Annabelle Pancake described her golf last week as “pretty boring.” Her version of the mundane happened to translate to just three bogeys in 54 holes and a four-shot victory on Friday at the fourth Sea Island Women’s Amateur.
Pancake, a recent Clemson graduate from Zionsville, Indiana, followed a first-round 2-under 68 with a 66 to take a three-shot lead over the University of Georgia’s Savannah De Bock heading into the final day of competition on Sea Island’s Seaside Course. Within the first few minutes of her second round, Pancake saw her lead shrink to two as Nicole Gal, a rising junior at Ole Miss playing in the group ahead, birdied two of her first three holes.
That was as close as any competitor got to Pancake. Gal quickly fell away, and no one else made a run on a sunny day at Sea Island. With an even-par 70 to finish at 6-under 204 for the three days, Pancake got the job done. The University of Kentucky’s Laney Frye, now a four-time runner-up in the Sea Island Women’s Amateur, was the closest competitor. She shot 70 to end the week at 2-under 208.
The victory capped a magnificent run of golf for Pancake, who was profiled earlier this spring in GGPWomen.

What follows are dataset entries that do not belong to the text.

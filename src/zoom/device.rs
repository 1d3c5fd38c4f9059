//! Device-zoom state: the native (physical) zoom and the device zoom derived
//! from it by the auto-scale policy.
//!
//! A [`DeviceZoom`] lives inside the [`Display`](crate::Display) session and
//! is the single point of truth for "what zoom are we at". Consumers read it
//! per operation through the accessors and never keep a copy around.

use tracing::debug;

use super::ZoomLevel;
use crate::config::AutoScale;
use crate::events::ZoomChangeEvent;

/// Opaque monitor identifier handed out by the platform layer.
#[derive(Debug, Clone, Copy, PartialEq, Eq, Hash, PartialOrd, Ord)]
pub struct MonitorId(pub usize);

impl MonitorId {
    /// The primary monitor.
    pub const PRIMARY: MonitorId = MonitorId(0);
}

/// Source of physical zoom values, provided by the native layer.
pub trait ZoomSource {
    /// Current physical zoom percentage of `monitor`. A value of zero or less
    /// means the platform could not tell.
    fn physical_zoom(&self, monitor: MonitorId) -> i32;
}

/// Current and native zoom of one display session.
#[derive(Debug, Clone, Copy, PartialEq, Eq)]
pub struct DeviceZoom {
    native: ZoomLevel,
    device: ZoomLevel,
    auto_scale: AutoScale,
}

impl DeviceZoom {
    /// Initial state for a primary monitor at `native` zoom.
    pub fn new(native: ZoomLevel, auto_scale: AutoScale) -> Self {
        Self {
            native,
            device: auto_scale.device_zoom_for(native),
            auto_scale,
        }
    }

    /// Zoom reflecting the actual monitor density, independent of any
    /// override.
    pub fn native_zoom(&self) -> ZoomLevel {
        self.native
    }

    /// Zoom that scaling operations use.
    pub fn device_zoom(&self) -> ZoomLevel {
        self.device
    }

    /// Policy used to derive the device zoom.
    pub fn auto_scale(&self) -> AutoScale {
        self.auto_scale
    }

    /// Explicitly set the device zoom. Returns the transition if it changed.
    pub fn set_device_zoom(&mut self, zoom: ZoomLevel) -> Option<ZoomChangeEvent> {
        let event = ZoomChangeEvent::new(self.device, zoom);
        if !event.is_change() {
            return None;
        }
        debug!(%event, "device zoom set");
        self.device = zoom;
        Some(event)
    }

    /// Record a new physical zoom and re-derive the device zoom from it.
    /// Returns the device-zoom transition if it changed.
    pub fn set_native_zoom(&mut self, native: ZoomLevel) -> Option<ZoomChangeEvent> {
        if native != self.native {
            debug!(old = %self.native, new = %native, "native zoom changed");
            self.native = native;
        }
        self.set_device_zoom(self.auto_scale.device_zoom_for(native))
    }
}

#[cfg(test)]
mod tests {
    use super::*;

    fn zoom(p: i32) -> ZoomLevel {
        ZoomLevel::new(p).unwrap()
    }

    #[test]
    fn test_device_zoom_follows_policy() {
        let state = DeviceZoom::new(zoom(150), AutoScale::Exact);
        assert_eq!(state.native_zoom(), zoom(150));
        assert_eq!(state.device_zoom(), zoom(150));

        let state = DeviceZoom::new(zoom(150), AutoScale::Integer);
        assert_eq!(state.native_zoom(), zoom(150));
        assert_eq!(state.device_zoom(), zoom(100));
    }

    #[test]
    fn test_set_device_zoom_reports_transition() {
        let mut state = DeviceZoom::new(zoom(100), AutoScale::Exact);
        let event = state.set_device_zoom(zoom(200)).expect("zoom changed");
        assert_eq!(event.old_zoom(), zoom(100));
        assert_eq!(event.new_zoom(), zoom(200));
        assert_eq!(state.device_zoom(), zoom(200));
        // native zoom is untouched by an override
        assert_eq!(state.native_zoom(), zoom(100));
        assert!(state.set_device_zoom(zoom(200)).is_none());
    }

    #[test]
    fn test_native_change_rederives_device_zoom() {
        let mut state = DeviceZoom::new(zoom(100), AutoScale::Integer);
        // 125% rounds down to 100%: native moves, device does not
        assert!(state.set_native_zoom(zoom(125)).is_none());
        assert_eq!(state.native_zoom(), zoom(125));

        let event = state.set_native_zoom(zoom(200)).expect("device zoom changed");
        assert_eq!(event.new_zoom(), zoom(200));
    }
}
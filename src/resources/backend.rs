//! Contract between the registry and the native layer.

use crate::zoom::ZoomLevel;

/// Opaque native resource handle (HFONT, HBITMAP, ...).
#[derive(Debug, Clone, Copy, PartialEq, Eq, Hash, PartialOrd, Ord)]
pub struct NativeHandle(pub usize);

/// Creates and destroys native resources for keys of type `K`.
///
/// Implemented by the platform backends. The registry is the only caller;
/// it never asks for the same `(key, zoom)` twice while the first handle is
/// alive.
pub trait ResourceFactory<K> {
    /// Allocate a native resource for `key` at `zoom`. `None` means the
    /// platform could not allocate it.
    fn create(&mut self, key: &K, zoom: ZoomLevel) -> Option<NativeHandle>;

    /// Release a handle previously returned by [`create`](Self::create).
    fn destroy(&mut self, handle: NativeHandle);

    /// True if the handle was released behind the registry's back.
    ///
    /// Platforms recycle handle values, so a handle deleted externally may
    /// already name a different live object. Backends should check that the
    /// handle still refers to an object of the kind they created. A recycled
    /// value of the same kind is only caught when the registry sees it come
    /// back from [`create`](Self::create), which drops the stale entry.
    fn is_disposed(&self, _handle: NativeHandle) -> bool {
        false
    }
}
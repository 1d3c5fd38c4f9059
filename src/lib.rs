//! DPI/zoom rescaling core for native widget toolkits.
//!
//! Pure Rust except for the cfg-gated backends under [`platform`], so the
//! whole core runs as ordinary unit and integration tests.
//!
//! # Layers
//!
//! ```text
//! platform notification ─▶ Display ─▶ DeviceZoom ─▶ ZoomChangeEvent
//!                                         │
//!                                         ▼
//!                               ZoomChangeDispatcher
//!                                 (handlers by class)
//!                                         │
//!                        ┌────────────────┴────────────────┐
//!                        ▼                                 ▼
//!              ScaledResourceRegistry              scaling (points ⇄ pixels)
//!               (fonts, images per zoom)
//! ```

pub mod config;
pub mod display;
pub mod error;
pub mod events;
pub mod handlers;
pub mod platform;
pub mod resources;
pub mod scaling;
pub mod widget;
pub mod zoom;

pub use config::{AutoScale, ScalingConfig};
pub use display::{Display, Platform};
pub use error::{ZoomError, ZoomResult};
pub use events::ZoomChangeEvent;
pub use handlers::{ClassId, DispatchReport, ZoomChangeDispatcher};
pub use resources::{Resource, ScaledResourceRegistry};
pub use scaling::{scale_value, unscale_value, Point, Rect, Scale};
pub use widget::Widget;
pub use zoom::{DeviceZoom, ZoomLevel};
//! Conversion between device-independent points and device pixels.
//!
//! `to_pixels` multiplies by `zoom / 100`, `to_points` divides by it; both
//! round to the nearest integer with ties away from zero. At 100% every
//! conversion is the identity, so values that never leave the reference zoom
//! never accumulate rounding error.
//!
//! Scalar conversions pass [`UNSET`] through unchanged. Points, rectangles
//! and slices do not: `-1` is a legal coordinate.
//!
//! Rectangles are converted corner by corner, and the extent is the
//! difference of the converted corners. Scaling width and height on their own
//! would let the right edge drift one pixel away from the next rectangle's
//! left edge.

pub mod geometry;

pub use geometry::{Point, Rect};

use crate::zoom::constants::{REFERENCE_ZOOM, UNSET};
use crate::zoom::ZoomLevel;

/// Shapes that can be converted between points and pixels.
pub trait Scale: Copy {
    /// Points to pixels at `zoom`.
    fn to_pixels(self, zoom: ZoomLevel) -> Self;

    /// Pixels at `zoom` to points.
    fn to_points(self, zoom: ZoomLevel) -> Self;

    /// Pixels at `from` to pixels at `to`, going through points so that
    /// repeated rescaling does not compound rounding.
    fn rescale(self, from: ZoomLevel, to: ZoomLevel) -> Self {
        if from == to {
            return self;
        }
        self.to_points(from).to_pixels(to)
    }
}

fn factor(zoom: ZoomLevel) -> f64 {
    f64::from(zoom.percent()) / f64::from(REFERENCE_ZOOM)
}

fn round_mul(value: i32, factor: f64) -> i32 {
    (f64::from(value) * factor).round() as i32
}

fn round_div(value: i32, factor: f64) -> i32 {
    (f64::from(value) / factor).round() as i32
}

impl Scale for i32 {
    fn to_pixels(self, zoom: ZoomLevel) -> Self {
        if zoom.is_reference() || self == UNSET {
            return self;
        }
        round_mul(self, factor(zoom))
    }

    fn to_points(self, zoom: ZoomLevel) -> Self {
        if zoom.is_reference() || self == UNSET {
            return self;
        }
        round_div(self, factor(zoom))
    }
}

impl Scale for f32 {
    fn to_pixels(self, zoom: ZoomLevel) -> Self {
        if zoom.is_reference() || self == UNSET as f32 {
            return self;
        }
        self * zoom.scale_factor()
    }

    fn to_points(self, zoom: ZoomLevel) -> Self {
        if zoom.is_reference() || self == UNSET as f32 {
            return self;
        }
        self / zoom.scale_factor()
    }
}

impl Scale for Point {
    fn to_pixels(self, zoom: ZoomLevel) -> Self {
        if zoom.is_reference() {
            return self;
        }
        let f = factor(zoom);
        Point::new(round_mul(self.x, f), round_mul(self.y, f))
    }

    fn to_points(self, zoom: ZoomLevel) -> Self {
        if zoom.is_reference() {
            return self;
        }
        let f = factor(zoom);
        Point::new(round_div(self.x, f), round_div(self.y, f))
    }
}

impl Scale for Rect {
    fn to_pixels(self, zoom: ZoomLevel) -> Self {
        if zoom.is_reference() {
            return self;
        }
        let f = factor(zoom);
        convert_corners(self, |v| v * f)
    }

    fn to_points(self, zoom: ZoomLevel) -> Self {
        if zoom.is_reference() {
            return self;
        }
        let f = factor(zoom);
        convert_corners(self, |v| v / f)
    }
}

/// Convert both corners in `f64` and narrow at the end. Corners and extent
/// saturate at the `i32` range instead of overflowing.
fn convert_corners(rect: Rect, convert: impl Fn(f64) -> f64) -> Rect {
    let x0 = f64::from(rect.x);
    let y0 = f64::from(rect.y);
    let left = convert(x0).round();
    let top = convert(y0).round();
    let right = convert(x0 + f64::from(rect.width)).round();
    let bottom = convert(y0 + f64::from(rect.height)).round();
    Rect::new(
        left as i32,
        top as i32,
        (right - left) as i32,
        (bottom - top) as i32,
    )
}

/// Element of a coordinate array. Unlike [`Scale`], every value converts,
/// `-1` included.
pub trait Coordinate: Copy {
    fn mul_factor(self, factor: f64) -> Self;
    fn div_factor(self, factor: f64) -> Self;
}

impl Coordinate for i32 {
    fn mul_factor(self, factor: f64) -> Self {
        round_mul(self, factor)
    }

    fn div_factor(self, factor: f64) -> Self {
        round_div(self, factor)
    }
}

impl Coordinate for f32 {
    fn mul_factor(self, factor: f64) -> Self {
        (f64::from(self) * factor) as f32
    }

    fn div_factor(self, factor: f64) -> Self {
        (f64::from(self) / factor) as f32
    }
}

/// Convert a coordinate array (e.g. a polyline or dash pattern) from points
/// to pixels.
pub fn to_pixels_all<T: Coordinate>(values: &[T], zoom: ZoomLevel) -> Vec<T> {
    if zoom.is_reference() {
        return values.to_vec();
    }
    let f = factor(zoom);
    values.iter().map(|&v| v.mul_factor(f)).collect()
}

/// Convert a coordinate array from pixels to points.
pub fn to_points_all<T: Coordinate>(values: &[T], zoom: ZoomLevel) -> Vec<T> {
    if zoom.is_reference() {
        return values.to_vec();
    }
    let f = factor(zoom);
    values.iter().map(|&v| v.div_factor(f)).collect()
}

/// Convert a value expressed at `from` zoom to `to` zoom:
/// `round(value * to / from)`.
pub fn scale_value(value: i32, from: ZoomLevel, to: ZoomLevel) -> i32 {
    if from == to || value == UNSET {
        return value;
    }
    round_mul(value, f64::from(to.percent()) / f64::from(from.percent()))
}

/// Inverse of [`scale_value`]: bring a value expressed at `to` zoom back to
/// `from` zoom.
pub fn unscale_value(value: i32, from: ZoomLevel, to: ZoomLevel) -> i32 {
    scale_value(value, to, from)
}

/// Scale image dimensions by `factor`, rounding each to the nearest pixel.
pub fn scaled_image_size(width: u32, height: u32, factor: f32) -> (u32, u32) {
    let w = (width as f32 * factor).round().max(0.0) as u32;
    let h = (height as f32 * factor).round().max(0.0) as u32;
    (w, h)
}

In the past few weeks, she finished 10th at the Atlantic Coast Conference tournament, second at the NCAA Bryan Regional, and seventh in the individual stroke-play portion of the NCAA Women’s Golf Championship as Clemson qualified for the eight-team match play for the first time. Although the Tigers fell in the quarterfinals to Southern Cal, Pancake won her match, 4 and 3.
“I kind of just came in with no expectations, knowing that I had just played pretty well for a couple weeks in a row, just trusting that if I keep doing the same things that it’ll translate to this week,” said Pancake, who is No. 57 in the World Amateur Golf Ranking. “And luckily, it did.”
Pancake said that her week was extra special because she had her fiancé, Nathan, caddying for her less than a week after they got engaged. Their player-caddie partnership at Sea Island happened on a whim, as she did not commit to the event until a week before they left for Georgia.
Her victory is magnified in the golf world because she’s the first winner of a Women’s Elite Amateur Golf Series event, a new effort to bring the top amateurs and tournaments together to foster high-level competition in a summer-long sprint for the Women’s Elite Amateur Cup.
Pancake, though, may not stay an amateur for long, as she’s contemplating turning professional sometime before the summer amateur season is finished. She holds sponsor exemptions into two tournaments on the LPGA’s developmental Epson Tour, and expects to keep competing, whether it be as an amateur or professional, in preparation for the marathon that is the LPGA Tour Q-Series this fall.
For now, though, Pancake is going to take a breather after an exhilarating few months.
“The word that I would give it is grateful,” she said. “I just had a fun week with family and friends, but I’m definitely ready to rest and take a couple of days off.”